In June, StreetsblogMASS filed a formal request for the document and associated email correspondence under the state's public records law.
The MBTA told StreetsblogMASS that the agency would need to assess a $2,575 fee to process and redact those documents.
We followed up in July with a public records request specific to the Governor's office, requesting "email correspondence to or from any staff in the Governor's Office" that was delivered between February and June and includes the phrases "Capital Needs Assessment" or "CNA."
On Friday, Jesse M. Boodoo, Gov. Healey's Records Access Officer, told StreetsblogMASS that the Governor would ignore that request.

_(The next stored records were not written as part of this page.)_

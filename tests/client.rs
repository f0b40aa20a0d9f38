use std::collections::HashMap;

use axum::extract::{Form, Query};
use axum::http::StatusCode;
use axum::routing::{get, post};
use axum::Router;
use fritzbox_client::data::LogCategory;
use fritzbox_client::{Challenge, Client, DecodeError, Error, Session, SessionId};

const CHALLENGE: &str = "1234567z";
const USERNAME: &str = "fritz3713";
const PASSWORD: &str = "äbc";
/// `{CHALLENGE}-{md5(utf16le("{CHALLENGE}-{PASSWORD}"))}`
const RESPONSE: &str = "1234567z-9e224a41eeefa284df7bb0f26c2913e2";
const SID: &str = "0de8afc227e5abeb";
const ZERO_SID: &str = "0000000000000000";
const BLOCK_TIME: u32 = 8;

const OVERVIEW: &str = r#"{
    "pid": "overview",
    "data": {
        "fritzos": {"Productname": "FRITZ!Box 7590", "nspver": "7.57", "energy": "37"},
        "internet": {
            "txt": ["Anbieter: Vodafone", "verbunden seit 05.11.2023, 08:42 Uhr"],
            "led": "globe_online",
            "title": "Internet",
            "down": "↓ 250,0 Mbit/s / 287,3 Mbit/s",
            "up": "↑ 1,0 Gbit/s / 1,1 Gbit/s",
            "link": "inetMon"
        },
        "wlan": {"txt": "an", "led": "led_green", "title": "WLAN", "link": "wSet", "tooltip": ""}
    },
    "sid": "0de8afc227e5abeb"
}"#;

const LOGS: &str = r#"{
    "pid": "log",
    "data": {
        "log": [
            ["05.11.23", "08:42:10", "Internetverbindung wurde erfolgreich hergestellt.", "24", "2", ""],
            ["05.11.23", "08:40:00", "Anmeldung an der FRITZ!Box-Benutzeroberfläche.", "501", "1", ""],
            ["05.11.23", "08:39:59", "Internetverbindung wurde getrennt.", "23", "2", ""]
        ]
    },
    "sid": "0de8afc227e5abeb"
}"#;

const DSL: &str = r#"{
    "pid": "dslOv",
    "data": {"connectionData": {"modell": "VDSL2", "lineLength": 320, "dsRate": "287,3 Mbit/s", "usRate": "46,7 Mbit/s"}},
    "sid": "0de8afc227e5abeb"
}"#;

const SUPPORT_DATA: &[u8] = b"##### BEGIN SECTION SupportData\n\xff\xfe\n";

fn stats_json() -> String {
    let series = |value: i64| format!("{:?}", [value; 19]);
    format!(
        r#"[{{"ds_bps_curr_max": 3000, "us_bps_curr_max": 800, "downstream": 31250000, "upstream": 5000000,
            "dynamic": false, "mode": "Kabel", "name": "Internet",
            "ds_bps_curr": {}, "ds_mc_bps_curr": {}, "ds_guest_bps_curr": {},
            "us_realtime_bps_curr": {}, "us_important_bps_curr": {}, "us_default_bps_curr": {},
            "us_background_bps_curr": {}, "guest_us_bps": {}}}]"#,
        series(100),
        series(20),
        series(3),
        series(1),
        series(2),
        series(3),
        series(4),
        series(5),
    )
}

fn session_info(sid: &str, block_time: u32) -> String {
    format!(
        r#"<?xml version="1.0" encoding="utf-8"?><SessionInfo><SID>{sid}</SID><Challenge>{CHALLENGE}</Challenge><BlockTime>{block_time}</BlockTime><Rights></Rights><Users><User last="1">{USERNAME}</User></Users></SessionInfo>"#
    )
}

fn has_sid(params: &HashMap<String, String>) -> bool {
    params.get("sid").map(String::as_str) == Some(SID)
}

fn has_cache_buster(params: &HashMap<String, String>) -> bool {
    params
        .iter()
        .any(|(key, value)| key.starts_with('t') && key.len() > 1 && value == "nocache")
}

/// Answer of `login_sid.lua` to a session check or a logout.
fn session_check(form: HashMap<String, String>) -> Result<String, StatusCode> {
    match form.get("logout").map(String::as_str) {
        None if has_sid(&form) => Ok(session_info(SID, 0)),
        None => Ok(session_info(ZERO_SID, 0)),
        Some("1") if has_sid(&form) => Ok(session_info(ZERO_SID, 0)),
        Some(_) => Err(StatusCode::BAD_REQUEST),
    }
}

/// Accepts any login and answers every `data.lua` page with `body`.
fn data_box(body: &'static str) -> Router {
    Router::new()
        .route("/login_sid.lua", get(|| async { session_info(SID, 0) }))
        .route(
            "/data.lua",
            post(move |Form(form): Form<HashMap<String, String>>| async move {
                if has_sid(&form) {
                    Ok(body)
                } else {
                    Err(StatusCode::FORBIDDEN)
                }
            }),
        )
}

/// Behaves like a FRITZ!Box for the given answers of `inetstat_monitor.lua`.
fn fake_box(stats: String, disconnect: &'static str) -> Router {
    Router::new()
        .route(
            "/login_sid.lua",
            get(|Query(params): Query<HashMap<String, String>>| async move {
                match params.get("response") {
                    None => session_info(ZERO_SID, 0),
                    Some(response)
                        if response == RESPONSE
                            && params.get("username").map(String::as_str) == Some(USERNAME) =>
                    {
                        session_info(SID, 0)
                    }
                    Some(_) => session_info(ZERO_SID, BLOCK_TIME),
                }
            })
            .post(|Form(form): Form<HashMap<String, String>>| async move {
                session_check(form)
            }),
        )
        .route(
            "/data.lua",
            get(|Query(params): Query<HashMap<String, String>>| async move {
                let overview = params.get("page").map(String::as_str) == Some("overview")
                    && params.get("xhr").map(String::as_str) == Some("1")
                    && params.get("lang").map(String::as_str) == Some("de");
                if !has_sid(&params) {
                    Err(StatusCode::FORBIDDEN)
                } else if overview {
                    Ok(OVERVIEW)
                } else {
                    Err(StatusCode::NOT_FOUND)
                }
            })
            .post(|Form(form): Form<HashMap<String, String>>| async move {
                if !has_sid(&form) {
                    return Err(StatusCode::FORBIDDEN);
                }
                match form.get("page").map(String::as_str) {
                    Some("log") => Ok(LOGS),
                    Some("dslOv") => Ok(DSL),
                    _ => Err(StatusCode::NOT_FOUND),
                }
            }),
        )
        .route(
            "/internet/inetstat_monitor.lua",
            get(move |Query(params): Query<HashMap<String, String>>| async move {
                if !has_sid(&params) || !has_cache_buster(&params) {
                    return Err(StatusCode::BAD_REQUEST);
                }
                match params.get("action").map(String::as_str) {
                    Some("get_graphic") => Ok(stats),
                    Some("disconnect") => Ok(disconnect.to_string()),
                    _ => Err(StatusCode::NOT_FOUND),
                }
            }),
        )
        .route(
            "/cgi-bin/firmwarecfg",
            post(|body: String| async move {
                if body.contains("name=\"SupportData\"") && body.contains(SID) {
                    Ok(SUPPORT_DATA.to_vec())
                } else {
                    Err(StatusCode::BAD_REQUEST)
                }
            }),
        )
}

/// Serve `router` on a random local port, returns the endpoint.
async fn serve(router: Router) -> String {
    let listener = tokio::net::TcpListener::bind("127.0.0.1:0").await.unwrap();
    let addr = listener.local_addr().unwrap();
    tokio::spawn(async move {
        axum::serve(listener, router).await.unwrap();
    });
    format!("http://{addr}")
}

async fn setup() -> (Client, Session) {
    setup_with(stats_json(), "done:0").await
}

async fn setup_with(stats: String, disconnect: &'static str) -> (Client, Session) {
    let endpoint = serve(fake_box(stats, disconnect)).await;
    let client = Client::new(endpoint).unwrap();
    let session = client.login(USERNAME, PASSWORD).await.unwrap();
    (client, session)
}

#[tokio::test]
async fn login() {
    let endpoint = serve(fake_box(stats_json(), "done:0")).await;
    let client = Client::new(format!("{endpoint}/")).unwrap();

    let session = client.login(USERNAME, PASSWORD).await.unwrap();

    assert_eq!(session.session_id().to_string(), SID);
    assert_eq!(session.challenge().as_str(), CHALLENGE);
    assert_eq!(session.endpoint(), endpoint);
    assert_eq!(session.block_time(), 0);
    assert_eq!(session.language(), "de");
}

#[tokio::test]
async fn login_wrong_password() {
    let endpoint = serve(fake_box(stats_json(), "done:0")).await;
    let client = Client::new(endpoint).unwrap();

    let err = client.login(USERNAME, "wrong").await.unwrap_err();
    assert!(
        matches!(err, Error::AuthenticationFailed { block_time } if block_time == BLOCK_TIME),
        "{err:?}"
    );
}

#[tokio::test]
async fn login_unreachable() {
    let listener = tokio::net::TcpListener::bind("127.0.0.1:0").await.unwrap();
    let addr = listener.local_addr().unwrap();
    drop(listener);

    let client = Client::new(format!("http://{addr}")).unwrap();
    let err = client.login(USERNAME, PASSWORD).await.unwrap_err();
    assert!(matches!(err, Error::Transport(_)), "{err:?}");
}

#[tokio::test]
async fn login_not_xml() {
    let endpoint = serve(Router::new().route("/login_sid.lua", get(|| async { "<html>" }))).await;
    let client = Client::new(endpoint).unwrap();

    let err = client.login(USERNAME, PASSWORD).await.unwrap_err();
    assert!(
        matches!(err, Error::Decode(DecodeError::SessionInfo(_))),
        "{err:?}"
    );
}

#[tokio::test]
async fn status() {
    let (client, session) = setup().await;

    let status = client.status(&session).await.unwrap();

    assert_eq!(status.fritzos.as_ref().unwrap().product_name, "FRITZ!Box 7590");
    let internet = status.internet.as_ref().unwrap();
    assert!(internet.online);
    assert_eq!(internet.provider, "Vodafone");
    assert_eq!(internet.download, 25_000_000);
    assert_eq!(internet.upload, 100_000_000);
    assert_eq!(
        internet.connection_time.unwrap().to_string(),
        "2023-11-05 08:42:00"
    );
    assert_eq!(status.wlan.as_ref().unwrap().info().unwrap().txt, "an");
}

#[tokio::test]
async fn status_with_invalid_session() {
    let (client, session) = setup().await;
    let other = Session::new(
        "00000000deadbeef".parse::<SessionId>().unwrap(),
        Challenge::new(CHALLENGE),
        session.endpoint(),
        0,
        "de",
    );

    let err = client.status(&other).await.unwrap_err();
    match err {
        Error::Transport(err) => assert_eq!(err.status().map(|s| s.as_u16()), Some(403)),
        err => panic!("unexpected error {err:?}"),
    }
}

#[tokio::test]
async fn traffic_stats() {
    let (client, session) = setup().await;

    let stats = client.traffic_stats(&session).await.unwrap();

    assert_eq!(stats.downstream_capacity, 31_250_000);
    assert_eq!(stats.mode, "Kabel");
    assert_eq!(stats.downstream_total, [123; 19]);
    assert_eq!(stats.upstream_total, [15; 19]);
}

#[tokio::test]
async fn traffic_stats_empty() {
    let (client, session) = setup_with("[]".to_string(), "done:0").await;

    let err = client.traffic_stats(&session).await.unwrap_err();
    assert!(
        matches!(err, Error::Decode(DecodeError::EmptyStats)),
        "{err:?}"
    );
}

#[tokio::test]
async fn traffic_stats_not_json() {
    let (client, session) = setup_with("Fehler".to_string(), "done:0").await;

    let err = client.traffic_stats(&session).await.unwrap_err();
    assert!(matches!(err, Error::Decode(DecodeError::Json(_))), "{err:?}");
}

#[tokio::test]
async fn logs() {
    let (client, session) = setup().await;

    let logs = client.logs(&session).await.unwrap();

    assert_eq!(logs.len(), 3);
    assert_eq!(logs.filter(0), logs);
    assert_eq!(logs.filter(2).len(), 2);
    assert_eq!(logs.filter_category(LogCategory::System).len(), 1);
    assert!(logs.filter(6).is_empty());
}

#[tokio::test]
async fn dsl_info() {
    let (client, session) = setup().await;

    let dsl = client.dsl_info(&session).await.unwrap();

    assert_eq!(dsl.model, "VDSL2");
    assert_eq!(dsl.line_length, 320);
    assert_eq!(dsl.upstream_rate, "46,7 Mbit/s");
}

#[tokio::test]
async fn support_data() {
    let (client, session) = setup().await;

    let data = client.support_data(&session).await.unwrap();
    assert_eq!(data, SUPPORT_DATA);
}

#[tokio::test]
async fn disconnect() {
    let (client, session) = setup().await;
    client.disconnect(&session).await.unwrap();
}

#[tokio::test]
async fn disconnect_failed() {
    for body in ["done:1", "", "done:0\n"] {
        let (client, session) = setup_with(stats_json(), body).await;

        let err = client.disconnect(&session).await.unwrap_err();
        match err {
            Error::CommandFailed { command, body: got } => {
                assert_eq!(command, "disconnect");
                assert_eq!(got, body);
            }
            err => panic!("unexpected error {err:?}"),
        }
    }
}

#[tokio::test]
async fn session_valid_and_logout() {
    let (client, session) = setup().await;

    assert!(client.session_valid(&session).await.unwrap());

    let other = Session::new(
        SessionId::INVALID,
        Challenge::new(CHALLENGE),
        session.endpoint(),
        0,
        "de",
    );
    assert!(!client.session_valid(&other).await.unwrap());

    client.logout(session).await.unwrap();
}

#[tokio::test]
async fn logout_sends_logout_field() {
    // only `logout=1` together with the sid is accepted
    let router = Router::new().route(
        "/login_sid.lua",
        get(|| async { session_info(SID, 0) }).post(
            |Form(form): Form<HashMap<String, String>>| async move {
                match form.get("logout").map(String::as_str) {
                    Some("1") if has_sid(&form) => Ok(session_info(ZERO_SID, 0)),
                    _ => Err(StatusCode::BAD_REQUEST),
                }
            },
        ),
    );
    let client = Client::new(serve(router).await).unwrap();
    let session = client.login(USERNAME, PASSWORD).await.unwrap();

    let err = client.session_valid(&session).await.unwrap_err();
    assert!(matches!(err, Error::Transport(_)), "{err:?}");

    client.logout(session).await.unwrap();
}

#[tokio::test]
async fn logs_missing_field() {
    let client = Client::new(serve(data_box(r#"{"data": {}}"#)).await).unwrap();
    let session = client.login(USERNAME, PASSWORD).await.unwrap();

    let err = client.logs(&session).await.unwrap_err();
    assert!(
        matches!(err, Error::Decode(DecodeError::MissingField("log"))),
        "{err:?}"
    );
}

#[tokio::test]
async fn dsl_info_missing_field() {
    let client = Client::new(serve(data_box(r#"{"pid": "dslOv", "data": {}}"#)).await).unwrap();
    let session = client.login(USERNAME, PASSWORD).await.unwrap();

    let err = client.dsl_info(&session).await.unwrap_err();
    assert!(
        matches!(err, Error::Decode(DecodeError::MissingField("connectionData"))),
        "{err:?}"
    );
}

"By law, records held by the Office of the Governor are not subject to the Massachusetts public records law," asserted Boodoo. Read the full denial letter here.
Massachusetts has an unusually weak public records law. It is the only state in the nation where the Legislature, the Governor’s office, and the courts all claim exemptions from public records requests.
Before she took office in December, Healey told Jim Braude of WGBH that her administration would be more committed to transparency and would not claim exemptions from the public records law.
Gov. Healey's efforts to hide the MBTA's repair needs are by no means the first time her administration has leveraged the weaknesses of the state's records laws.
The Governor has also claimed exemptions from the state's law to hide the names and financial contributions of campaign donors.
And shortly after taking office, the Governor denied requests from the Boston Globe for access to her e-mails and phone call records.